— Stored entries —
<<<<
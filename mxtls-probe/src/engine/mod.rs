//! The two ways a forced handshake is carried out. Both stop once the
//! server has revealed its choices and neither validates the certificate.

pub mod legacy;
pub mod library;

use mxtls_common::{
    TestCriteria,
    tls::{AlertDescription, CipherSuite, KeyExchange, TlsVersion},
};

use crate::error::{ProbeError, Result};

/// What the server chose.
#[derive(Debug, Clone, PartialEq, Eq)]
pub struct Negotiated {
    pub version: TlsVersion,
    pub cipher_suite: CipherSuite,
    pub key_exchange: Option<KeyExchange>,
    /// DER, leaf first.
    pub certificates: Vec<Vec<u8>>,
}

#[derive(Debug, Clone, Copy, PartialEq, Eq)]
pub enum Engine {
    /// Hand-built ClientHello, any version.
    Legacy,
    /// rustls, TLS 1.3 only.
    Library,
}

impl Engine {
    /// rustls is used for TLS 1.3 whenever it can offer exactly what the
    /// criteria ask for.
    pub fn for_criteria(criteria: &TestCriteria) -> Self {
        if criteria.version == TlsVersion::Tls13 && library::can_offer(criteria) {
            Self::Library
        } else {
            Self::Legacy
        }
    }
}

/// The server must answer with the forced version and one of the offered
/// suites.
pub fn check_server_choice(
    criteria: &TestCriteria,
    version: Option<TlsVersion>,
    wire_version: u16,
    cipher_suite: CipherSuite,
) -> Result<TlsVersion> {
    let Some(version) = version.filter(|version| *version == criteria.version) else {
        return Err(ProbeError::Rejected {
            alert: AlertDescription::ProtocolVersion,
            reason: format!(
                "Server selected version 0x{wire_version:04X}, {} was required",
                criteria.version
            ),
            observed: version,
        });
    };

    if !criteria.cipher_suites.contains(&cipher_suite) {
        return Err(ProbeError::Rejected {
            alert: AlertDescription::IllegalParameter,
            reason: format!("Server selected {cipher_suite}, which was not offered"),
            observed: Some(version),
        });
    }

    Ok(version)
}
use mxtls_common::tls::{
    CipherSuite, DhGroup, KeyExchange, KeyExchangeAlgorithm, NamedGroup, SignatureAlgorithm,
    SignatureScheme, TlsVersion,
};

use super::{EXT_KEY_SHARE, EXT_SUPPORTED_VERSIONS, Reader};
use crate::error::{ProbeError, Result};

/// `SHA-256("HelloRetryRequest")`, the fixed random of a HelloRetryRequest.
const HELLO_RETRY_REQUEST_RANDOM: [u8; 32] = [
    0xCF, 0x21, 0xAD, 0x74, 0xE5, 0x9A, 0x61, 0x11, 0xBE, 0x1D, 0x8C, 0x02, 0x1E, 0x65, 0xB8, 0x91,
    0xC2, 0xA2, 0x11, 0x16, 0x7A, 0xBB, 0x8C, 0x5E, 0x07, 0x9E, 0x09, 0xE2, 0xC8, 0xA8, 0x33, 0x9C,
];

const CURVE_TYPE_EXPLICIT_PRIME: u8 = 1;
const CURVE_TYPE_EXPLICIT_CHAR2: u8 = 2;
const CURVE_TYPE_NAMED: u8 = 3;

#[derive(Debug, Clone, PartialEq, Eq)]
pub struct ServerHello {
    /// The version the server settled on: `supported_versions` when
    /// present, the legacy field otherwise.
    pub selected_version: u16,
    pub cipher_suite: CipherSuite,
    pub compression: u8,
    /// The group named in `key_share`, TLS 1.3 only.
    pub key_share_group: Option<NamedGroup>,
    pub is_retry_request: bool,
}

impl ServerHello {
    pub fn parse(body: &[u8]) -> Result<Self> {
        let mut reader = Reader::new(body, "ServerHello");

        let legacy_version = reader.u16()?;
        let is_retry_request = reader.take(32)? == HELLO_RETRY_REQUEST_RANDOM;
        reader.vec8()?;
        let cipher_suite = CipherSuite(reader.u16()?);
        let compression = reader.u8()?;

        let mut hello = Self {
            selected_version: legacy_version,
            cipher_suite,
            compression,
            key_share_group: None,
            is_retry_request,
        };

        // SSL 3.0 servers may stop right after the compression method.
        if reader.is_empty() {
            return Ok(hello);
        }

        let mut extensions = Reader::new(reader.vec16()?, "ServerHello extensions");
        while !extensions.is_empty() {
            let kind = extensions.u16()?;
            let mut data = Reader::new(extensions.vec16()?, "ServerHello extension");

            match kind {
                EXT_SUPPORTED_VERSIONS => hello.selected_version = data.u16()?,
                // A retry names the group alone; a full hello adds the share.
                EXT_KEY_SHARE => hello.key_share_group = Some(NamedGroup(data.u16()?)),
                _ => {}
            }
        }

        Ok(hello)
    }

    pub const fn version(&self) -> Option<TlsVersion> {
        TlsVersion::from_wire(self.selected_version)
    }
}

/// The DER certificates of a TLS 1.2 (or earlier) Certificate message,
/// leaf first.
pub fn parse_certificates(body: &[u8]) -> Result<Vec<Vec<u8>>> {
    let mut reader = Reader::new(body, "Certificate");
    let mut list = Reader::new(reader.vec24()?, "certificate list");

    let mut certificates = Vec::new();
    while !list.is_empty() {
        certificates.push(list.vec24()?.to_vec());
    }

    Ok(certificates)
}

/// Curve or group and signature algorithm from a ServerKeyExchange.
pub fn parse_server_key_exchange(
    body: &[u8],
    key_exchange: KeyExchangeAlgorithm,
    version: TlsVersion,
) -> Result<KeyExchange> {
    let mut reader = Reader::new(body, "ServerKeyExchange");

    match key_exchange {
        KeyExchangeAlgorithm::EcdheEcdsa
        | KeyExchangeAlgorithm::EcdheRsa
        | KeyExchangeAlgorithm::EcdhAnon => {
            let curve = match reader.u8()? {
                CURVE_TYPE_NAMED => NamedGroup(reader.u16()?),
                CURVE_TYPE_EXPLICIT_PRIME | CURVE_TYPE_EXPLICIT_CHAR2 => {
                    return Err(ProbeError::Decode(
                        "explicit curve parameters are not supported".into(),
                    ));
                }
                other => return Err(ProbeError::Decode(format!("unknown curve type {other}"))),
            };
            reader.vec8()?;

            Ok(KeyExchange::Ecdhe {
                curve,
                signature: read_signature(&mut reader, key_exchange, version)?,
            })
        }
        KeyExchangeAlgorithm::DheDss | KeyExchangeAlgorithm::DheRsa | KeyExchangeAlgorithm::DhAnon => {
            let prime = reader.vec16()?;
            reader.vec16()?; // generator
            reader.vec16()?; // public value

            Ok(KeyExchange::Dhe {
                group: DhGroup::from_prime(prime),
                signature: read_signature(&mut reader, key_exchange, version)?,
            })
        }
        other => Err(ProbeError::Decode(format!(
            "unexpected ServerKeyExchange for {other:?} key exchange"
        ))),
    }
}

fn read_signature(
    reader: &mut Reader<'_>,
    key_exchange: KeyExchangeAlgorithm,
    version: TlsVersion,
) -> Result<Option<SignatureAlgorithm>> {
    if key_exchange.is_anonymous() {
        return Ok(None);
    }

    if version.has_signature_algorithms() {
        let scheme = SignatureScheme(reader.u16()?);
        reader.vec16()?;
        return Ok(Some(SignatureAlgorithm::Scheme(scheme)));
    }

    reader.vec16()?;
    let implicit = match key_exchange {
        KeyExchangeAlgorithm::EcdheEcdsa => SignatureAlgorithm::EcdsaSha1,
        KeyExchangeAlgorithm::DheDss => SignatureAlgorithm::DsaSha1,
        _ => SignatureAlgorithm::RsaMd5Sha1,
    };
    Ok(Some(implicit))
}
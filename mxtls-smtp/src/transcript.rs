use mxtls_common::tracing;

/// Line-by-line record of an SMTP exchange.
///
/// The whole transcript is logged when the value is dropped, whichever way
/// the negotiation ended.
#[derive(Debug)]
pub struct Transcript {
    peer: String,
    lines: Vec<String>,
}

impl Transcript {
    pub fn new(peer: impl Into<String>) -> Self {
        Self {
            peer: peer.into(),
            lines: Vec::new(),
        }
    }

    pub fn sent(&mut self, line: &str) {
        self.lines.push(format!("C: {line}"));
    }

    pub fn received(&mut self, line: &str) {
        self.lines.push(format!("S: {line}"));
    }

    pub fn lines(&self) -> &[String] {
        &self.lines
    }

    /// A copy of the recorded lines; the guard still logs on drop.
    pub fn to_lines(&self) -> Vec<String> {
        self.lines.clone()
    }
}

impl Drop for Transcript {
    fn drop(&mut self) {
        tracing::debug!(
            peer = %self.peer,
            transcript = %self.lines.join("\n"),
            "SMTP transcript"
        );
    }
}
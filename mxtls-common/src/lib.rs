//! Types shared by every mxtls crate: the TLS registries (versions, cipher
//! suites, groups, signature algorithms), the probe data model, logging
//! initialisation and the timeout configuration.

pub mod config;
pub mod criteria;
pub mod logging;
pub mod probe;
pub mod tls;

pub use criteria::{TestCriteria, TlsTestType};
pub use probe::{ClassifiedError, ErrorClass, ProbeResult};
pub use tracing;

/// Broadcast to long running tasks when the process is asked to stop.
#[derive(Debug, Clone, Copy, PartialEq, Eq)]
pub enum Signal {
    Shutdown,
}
>>>>
<<<<
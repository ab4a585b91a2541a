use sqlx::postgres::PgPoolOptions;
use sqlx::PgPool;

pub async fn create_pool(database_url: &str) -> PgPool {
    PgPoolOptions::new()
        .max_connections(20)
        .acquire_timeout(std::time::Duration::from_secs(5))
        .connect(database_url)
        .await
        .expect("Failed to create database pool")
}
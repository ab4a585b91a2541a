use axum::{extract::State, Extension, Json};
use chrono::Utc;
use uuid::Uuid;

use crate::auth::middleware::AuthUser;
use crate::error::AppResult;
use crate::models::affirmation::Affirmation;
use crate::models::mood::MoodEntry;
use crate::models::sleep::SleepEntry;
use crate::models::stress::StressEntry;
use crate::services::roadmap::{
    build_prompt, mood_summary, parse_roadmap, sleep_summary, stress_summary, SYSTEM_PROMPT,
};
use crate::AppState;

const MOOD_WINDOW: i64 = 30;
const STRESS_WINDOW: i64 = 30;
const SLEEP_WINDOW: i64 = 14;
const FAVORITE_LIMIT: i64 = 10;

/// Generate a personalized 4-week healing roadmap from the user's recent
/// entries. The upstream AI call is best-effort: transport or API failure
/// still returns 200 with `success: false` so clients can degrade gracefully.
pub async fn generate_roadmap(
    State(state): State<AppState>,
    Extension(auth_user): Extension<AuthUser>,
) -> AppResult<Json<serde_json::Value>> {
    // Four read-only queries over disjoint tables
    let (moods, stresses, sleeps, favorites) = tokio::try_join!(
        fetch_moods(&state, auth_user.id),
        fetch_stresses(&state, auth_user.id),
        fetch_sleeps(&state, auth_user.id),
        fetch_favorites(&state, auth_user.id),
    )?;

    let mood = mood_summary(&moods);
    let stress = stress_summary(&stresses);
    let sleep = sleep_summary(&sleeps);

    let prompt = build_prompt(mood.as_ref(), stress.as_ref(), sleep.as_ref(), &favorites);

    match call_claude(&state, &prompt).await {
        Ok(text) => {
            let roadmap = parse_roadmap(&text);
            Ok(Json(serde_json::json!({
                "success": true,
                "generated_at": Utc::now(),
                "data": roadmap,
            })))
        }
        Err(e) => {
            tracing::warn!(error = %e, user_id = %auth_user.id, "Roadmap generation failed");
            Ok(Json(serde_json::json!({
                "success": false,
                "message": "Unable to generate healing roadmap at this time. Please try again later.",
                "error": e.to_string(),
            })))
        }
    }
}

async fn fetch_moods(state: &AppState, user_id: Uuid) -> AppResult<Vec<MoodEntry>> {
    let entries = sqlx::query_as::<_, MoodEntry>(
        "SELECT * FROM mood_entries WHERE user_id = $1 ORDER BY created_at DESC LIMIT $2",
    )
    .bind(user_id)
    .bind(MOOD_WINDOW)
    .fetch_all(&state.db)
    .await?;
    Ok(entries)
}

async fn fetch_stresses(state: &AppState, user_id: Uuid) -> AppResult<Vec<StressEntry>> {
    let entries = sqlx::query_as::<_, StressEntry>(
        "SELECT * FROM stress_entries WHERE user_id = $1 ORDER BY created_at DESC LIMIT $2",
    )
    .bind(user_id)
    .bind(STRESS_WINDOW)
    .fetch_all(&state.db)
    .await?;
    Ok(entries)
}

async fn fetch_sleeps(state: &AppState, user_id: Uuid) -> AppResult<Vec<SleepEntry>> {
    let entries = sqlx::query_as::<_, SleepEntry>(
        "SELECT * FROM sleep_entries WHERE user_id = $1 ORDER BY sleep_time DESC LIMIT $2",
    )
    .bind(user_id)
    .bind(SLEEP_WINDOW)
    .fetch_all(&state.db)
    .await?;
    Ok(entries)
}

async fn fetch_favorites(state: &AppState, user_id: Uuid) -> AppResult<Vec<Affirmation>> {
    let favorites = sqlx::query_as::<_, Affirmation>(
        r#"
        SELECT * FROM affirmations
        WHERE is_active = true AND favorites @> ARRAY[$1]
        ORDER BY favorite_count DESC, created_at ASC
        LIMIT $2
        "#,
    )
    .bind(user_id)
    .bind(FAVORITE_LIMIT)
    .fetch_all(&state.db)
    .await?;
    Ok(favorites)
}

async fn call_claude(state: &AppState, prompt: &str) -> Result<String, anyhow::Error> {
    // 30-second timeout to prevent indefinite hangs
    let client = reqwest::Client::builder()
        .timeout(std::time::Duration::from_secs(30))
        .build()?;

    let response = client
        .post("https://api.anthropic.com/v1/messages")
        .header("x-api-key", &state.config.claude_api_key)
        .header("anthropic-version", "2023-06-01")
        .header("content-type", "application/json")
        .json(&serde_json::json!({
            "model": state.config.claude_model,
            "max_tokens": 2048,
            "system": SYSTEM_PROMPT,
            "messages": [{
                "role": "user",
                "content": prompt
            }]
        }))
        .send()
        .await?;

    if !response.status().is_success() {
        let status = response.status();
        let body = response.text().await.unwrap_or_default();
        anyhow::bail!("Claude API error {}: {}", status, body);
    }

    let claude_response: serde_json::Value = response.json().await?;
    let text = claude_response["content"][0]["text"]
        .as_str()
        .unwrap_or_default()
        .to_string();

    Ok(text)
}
>>>>
<<<<
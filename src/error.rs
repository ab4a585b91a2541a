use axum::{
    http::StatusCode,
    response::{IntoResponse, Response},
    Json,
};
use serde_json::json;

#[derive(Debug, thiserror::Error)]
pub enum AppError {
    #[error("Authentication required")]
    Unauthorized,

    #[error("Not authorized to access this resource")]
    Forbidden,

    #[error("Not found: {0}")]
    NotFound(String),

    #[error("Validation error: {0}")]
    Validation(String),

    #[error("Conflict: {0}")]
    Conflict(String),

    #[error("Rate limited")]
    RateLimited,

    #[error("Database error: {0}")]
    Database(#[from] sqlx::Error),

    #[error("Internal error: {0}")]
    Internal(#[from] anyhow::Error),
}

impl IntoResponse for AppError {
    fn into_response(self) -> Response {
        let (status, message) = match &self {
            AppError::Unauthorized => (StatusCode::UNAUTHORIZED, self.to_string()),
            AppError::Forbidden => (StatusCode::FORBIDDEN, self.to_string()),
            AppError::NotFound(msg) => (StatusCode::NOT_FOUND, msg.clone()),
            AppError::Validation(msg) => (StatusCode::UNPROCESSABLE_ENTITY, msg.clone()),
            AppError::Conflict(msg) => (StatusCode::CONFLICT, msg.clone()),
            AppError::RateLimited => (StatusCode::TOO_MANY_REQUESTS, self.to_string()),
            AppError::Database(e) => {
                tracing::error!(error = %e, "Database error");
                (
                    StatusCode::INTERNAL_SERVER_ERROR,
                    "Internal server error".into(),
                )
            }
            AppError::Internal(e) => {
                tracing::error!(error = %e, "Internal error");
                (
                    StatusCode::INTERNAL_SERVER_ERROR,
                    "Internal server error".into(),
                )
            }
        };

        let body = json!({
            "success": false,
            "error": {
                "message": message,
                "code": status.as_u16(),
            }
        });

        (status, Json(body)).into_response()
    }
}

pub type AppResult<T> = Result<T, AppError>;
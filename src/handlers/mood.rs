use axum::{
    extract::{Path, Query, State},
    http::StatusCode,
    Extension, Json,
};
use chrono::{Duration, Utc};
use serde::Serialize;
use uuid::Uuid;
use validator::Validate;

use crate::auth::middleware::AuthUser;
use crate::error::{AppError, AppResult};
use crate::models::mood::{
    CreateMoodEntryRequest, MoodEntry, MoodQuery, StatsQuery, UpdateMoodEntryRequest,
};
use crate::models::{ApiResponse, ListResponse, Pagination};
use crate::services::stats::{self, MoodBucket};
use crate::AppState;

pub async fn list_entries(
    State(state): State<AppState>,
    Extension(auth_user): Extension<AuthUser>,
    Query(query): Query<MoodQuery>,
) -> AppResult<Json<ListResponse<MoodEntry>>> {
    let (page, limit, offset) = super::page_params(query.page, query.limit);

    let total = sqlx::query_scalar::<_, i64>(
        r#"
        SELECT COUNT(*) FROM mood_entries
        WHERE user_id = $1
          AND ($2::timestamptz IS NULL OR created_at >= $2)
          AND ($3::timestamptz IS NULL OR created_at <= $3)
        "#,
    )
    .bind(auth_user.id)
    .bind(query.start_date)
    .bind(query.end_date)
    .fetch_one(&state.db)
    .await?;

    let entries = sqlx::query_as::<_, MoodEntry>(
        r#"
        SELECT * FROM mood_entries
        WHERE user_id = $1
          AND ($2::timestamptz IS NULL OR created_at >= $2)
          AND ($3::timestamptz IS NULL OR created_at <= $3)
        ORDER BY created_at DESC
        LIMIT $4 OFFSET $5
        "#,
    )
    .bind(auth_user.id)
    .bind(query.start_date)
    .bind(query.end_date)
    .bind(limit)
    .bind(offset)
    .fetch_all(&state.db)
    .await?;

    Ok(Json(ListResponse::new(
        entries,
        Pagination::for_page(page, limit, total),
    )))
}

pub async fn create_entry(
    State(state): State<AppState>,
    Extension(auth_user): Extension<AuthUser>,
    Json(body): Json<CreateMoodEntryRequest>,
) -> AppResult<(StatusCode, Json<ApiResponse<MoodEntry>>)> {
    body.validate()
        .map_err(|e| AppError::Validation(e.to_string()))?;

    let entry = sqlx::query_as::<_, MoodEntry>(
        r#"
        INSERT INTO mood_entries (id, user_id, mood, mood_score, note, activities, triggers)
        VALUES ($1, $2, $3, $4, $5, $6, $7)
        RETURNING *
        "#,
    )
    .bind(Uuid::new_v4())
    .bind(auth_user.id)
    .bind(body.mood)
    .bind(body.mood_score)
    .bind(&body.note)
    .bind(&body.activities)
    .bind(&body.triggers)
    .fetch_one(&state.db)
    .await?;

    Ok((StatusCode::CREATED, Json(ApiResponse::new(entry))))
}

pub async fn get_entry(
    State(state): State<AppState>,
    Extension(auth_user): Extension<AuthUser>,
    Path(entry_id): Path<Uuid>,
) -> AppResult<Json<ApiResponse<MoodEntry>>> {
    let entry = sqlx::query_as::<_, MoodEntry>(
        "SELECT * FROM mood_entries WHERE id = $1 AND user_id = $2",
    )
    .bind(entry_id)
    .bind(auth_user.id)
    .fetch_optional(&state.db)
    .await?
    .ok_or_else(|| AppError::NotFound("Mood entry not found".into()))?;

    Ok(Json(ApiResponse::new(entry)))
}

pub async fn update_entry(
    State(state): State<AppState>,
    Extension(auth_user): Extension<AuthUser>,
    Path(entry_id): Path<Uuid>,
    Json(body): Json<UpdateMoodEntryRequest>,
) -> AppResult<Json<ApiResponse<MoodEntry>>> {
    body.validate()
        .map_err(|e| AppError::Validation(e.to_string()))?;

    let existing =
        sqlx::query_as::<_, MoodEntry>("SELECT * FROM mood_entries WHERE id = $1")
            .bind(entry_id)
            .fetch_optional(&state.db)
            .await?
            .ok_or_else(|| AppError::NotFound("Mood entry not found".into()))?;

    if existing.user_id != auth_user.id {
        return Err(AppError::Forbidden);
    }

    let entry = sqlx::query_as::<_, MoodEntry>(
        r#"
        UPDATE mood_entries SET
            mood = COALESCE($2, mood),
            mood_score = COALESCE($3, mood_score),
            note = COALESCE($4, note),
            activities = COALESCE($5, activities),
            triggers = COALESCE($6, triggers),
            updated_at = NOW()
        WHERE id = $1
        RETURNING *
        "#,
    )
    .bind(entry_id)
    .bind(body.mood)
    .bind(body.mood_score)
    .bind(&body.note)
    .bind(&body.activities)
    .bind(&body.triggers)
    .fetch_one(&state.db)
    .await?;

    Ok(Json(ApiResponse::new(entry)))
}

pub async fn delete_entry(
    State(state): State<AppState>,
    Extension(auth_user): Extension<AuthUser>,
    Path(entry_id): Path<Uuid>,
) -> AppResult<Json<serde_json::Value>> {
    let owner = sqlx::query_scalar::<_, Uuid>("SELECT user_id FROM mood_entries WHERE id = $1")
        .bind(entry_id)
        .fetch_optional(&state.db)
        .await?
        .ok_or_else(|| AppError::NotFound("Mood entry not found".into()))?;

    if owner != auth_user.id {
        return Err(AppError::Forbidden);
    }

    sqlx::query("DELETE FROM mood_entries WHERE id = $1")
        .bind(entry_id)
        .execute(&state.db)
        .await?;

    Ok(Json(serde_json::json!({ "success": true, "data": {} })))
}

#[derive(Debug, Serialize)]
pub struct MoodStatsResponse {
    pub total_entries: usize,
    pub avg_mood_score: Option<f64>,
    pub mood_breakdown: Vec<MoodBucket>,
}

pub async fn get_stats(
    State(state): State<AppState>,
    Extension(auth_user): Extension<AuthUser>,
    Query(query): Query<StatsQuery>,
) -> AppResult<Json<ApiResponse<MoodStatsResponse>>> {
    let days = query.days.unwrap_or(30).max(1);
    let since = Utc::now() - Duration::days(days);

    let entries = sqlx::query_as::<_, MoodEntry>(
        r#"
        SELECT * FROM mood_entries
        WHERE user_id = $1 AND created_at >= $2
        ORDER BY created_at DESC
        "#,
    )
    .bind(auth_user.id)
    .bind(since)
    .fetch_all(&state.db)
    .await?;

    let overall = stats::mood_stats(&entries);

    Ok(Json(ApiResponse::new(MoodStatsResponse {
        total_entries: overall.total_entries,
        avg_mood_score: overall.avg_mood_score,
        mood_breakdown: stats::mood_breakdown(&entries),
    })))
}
>>>>
— YOUR ASSIGNMENT —
Read the entries and pick out all lines that include the word "UpdateMoodEntryRequest".

— SOLUTION FOR THIS PROBLEM —
    CreateMoodEntryRequest, MoodEntry, MoodQuery, StatsQuery, UpdateMoodEntryRequest,
    Json(body): Json<UpdateMoodEntryRequest>,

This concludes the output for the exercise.